The company is currently testing the feature with around 1,000 users, but if Square deems it to be successful, expect a wider rollout. The pandemic has brought economic hardship around the world, and a short-term cash infusion could help a lot of people—provided they pay it back on time.
Cash App is limiting its loan amounts to between $20 and $200 right now, though that would likely increase if availability is expanded.
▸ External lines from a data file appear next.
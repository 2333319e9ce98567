//! Outbound RPC plumbing: encodes a request, registers it in the
//! pending-request table, sends it, and awaits the correlated reply.
//!
//! This is also where [`EvictionProbe`](crate::routing_table::EvictionProbe)
//! is implemented, since probing a bucket's head is just a PING like any
//! other outbound request.

use std::sync::Arc;
use std::time::Duration;

use async_trait::async_trait;
use kad_protocol::{decode, encode, EchoToken, NodeId, Reply, Request, RequestBody, RpcMessage};
use tokio_util::sync::CancellationToken;
use tracing::{trace, warn};

use crate::error::NetworkError;
use crate::peer::Peer;
use crate::pending::PendingRequestTable;
use crate::routing_table::EvictionProbe;
use crate::transport::Transport;

#[derive(Clone)]
pub struct RpcClient {
    transport: Transport,
    self_id: NodeId,
    request_timeout: Duration,
}

impl RpcClient {
    pub fn new(transport: Transport, self_id: NodeId, request_timeout: Duration) -> Self {
        Self {
            transport,
            self_id,
            request_timeout,
        }
    }

    /// Sends `body` to `peer` and awaits its reply, correlated through
    /// `pending` by a fresh echo token (spec.md §4.4). Not itself
    /// cancellable — used by the eviction prober and STORE fan-out, neither
    /// of which spec.md §5 "Cancellation" applies to (only an iterative
    /// lookup's FIND_* traffic is cancellable by its initiator).
    pub async fn send_request(
        &self,
        peer: &Peer,
        body: RequestBody,
        pending: &PendingRequestTable,
    ) -> Result<Reply, NetworkError> {
        self.send_cancellable_request(peer, body, pending, &CancellationToken::new())
            .await
    }

    /// As [`send_request`](Self::send_request), but resolves early as
    /// [`NetworkError::Cancelled`] if `cancel` fires first — the mechanism
    /// an iterative lookup uses to implement spec.md §5 "Cancellation".
    pub async fn send_cancellable_request(
        &self,
        peer: &Peer,
        body: RequestBody,
        pending: &PendingRequestTable,
        cancel: &CancellationToken,
    ) -> Result<Reply, NetworkError> {
        let echo = EchoToken::random();
        let msg = RpcMessage::Request(Request {
            src: self.self_id,
            echo,
            body,
        });
        let bytes = encode(&msg);

        // Registration is awaited here, strictly before the send, so a
        // reply that arrives immediately after the datagram leaves cannot
        // race ahead of the table knowing to expect it.
        let rx = pending.register(echo, peer.id).await?;
        self.transport.send(peer.addr, &bytes).await;
        pending
            .wait(echo, peer.id, rx, self.request_timeout, cancel)
            .await
    }

    /// Sends a first-contact PING to `addr`, whose peer id is not yet
    /// known — the case of a bootstrap peer, configured by address only
    /// (spec.md §4.8 "Bootstrap"). Correlates by echo token alone: there
    /// is no id to apply spec.md §4.4(b)'s src-match rule against yet, so
    /// any reply for this echo token is accepted, and its `src` is the
    /// peer's newly learned id.
    pub async fn send_first_contact_ping(
        &self,
        addr: std::net::SocketAddr,
        pending: &PendingRequestTable,
    ) -> Result<Reply, NetworkError> {
        let echo = EchoToken::random();
        let msg = RpcMessage::Request(Request {
            src: self.self_id,
            echo,
            body: RequestBody::Ping,
        });
        let bytes = encode(&msg);

        let rx = pending.register_unknown_src(echo).await?;
        self.transport.send(addr, &bytes).await;
        pending.wait_unknown_src(echo, rx, self.request_timeout).await
    }

    /// Decodes an inbound datagram, logging and dropping anything
    /// malformed (spec.md §7 `DecodeError`: "drop, count, continue").
    pub fn decode_inbound(
        &self,
        from: std::net::SocketAddr,
        bytes: &[u8],
    ) -> Option<RpcMessage> {
        match decode(bytes) {
            Ok(msg) => Some(msg),
            Err(source) => {
                warn!(%from, error = %source, "failed to decode datagram");
                None
            }
        }
    }
}

/// A probe harness pairs an [`RpcClient`] with the pending-request table it
/// needs to await a reply; `RoutingTable::observe` only sees the narrow
/// [`EvictionProbe`] seam. Owns `Arc`s rather than borrowing so it can be
/// shared with the long-lived maintenance scheduler (`Arc<dyn EvictionProbe>`).
pub struct PingProbe {
    pub client: Arc<RpcClient>,
    pub pending: Arc<PendingRequestTable>,
}

#[async_trait]
impl EvictionProbe for PingProbe {
    async fn ping(&self, peer: &Peer) -> bool {
        match self
            .client
            .send_request(peer, RequestBody::Ping, &self.pending)
            .await
        {
            Ok(_) => true,
            Err(NetworkError::Timeout { .. }) => false,
            Err(other) => {
                trace!(peer = %peer.id, error = %other, "probe ping failed");
                false
            }
        }
    }
}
You’ve got four weeks to pay back the loan, and there’s a flat 5 percent interest fee, which means it’s a 60 percent APR. That’s definitely high, but most payday lenders and less-reputable companies charge three- and four-figure average percentage rates.
Image courtesy of Center for Responsible Lending
If, for some reason, you can’t pay the loan back within the four weeks, there’s an additional one-week grace period. After that, an extra 1.25 percent (non-compounding) interest will be added each week. Defaulting means you won’t be able to take out any additional loans.
“We are always testing new features in Cash App, and recently began testing the ability to borrow money with about 1,000 Cash App customers,” a company spokesperson said in a statement to TechCrunch. “We look forward to hearing their feedback and learning from this experiment.”
Last year, Google banned apps from its store that enable personal loans with an APR of 36 percent or higher. It doesn’t allow apps that require loan repayments in full within 61 days, either, so it’ll be interesting to see how Cash App deals with those rules.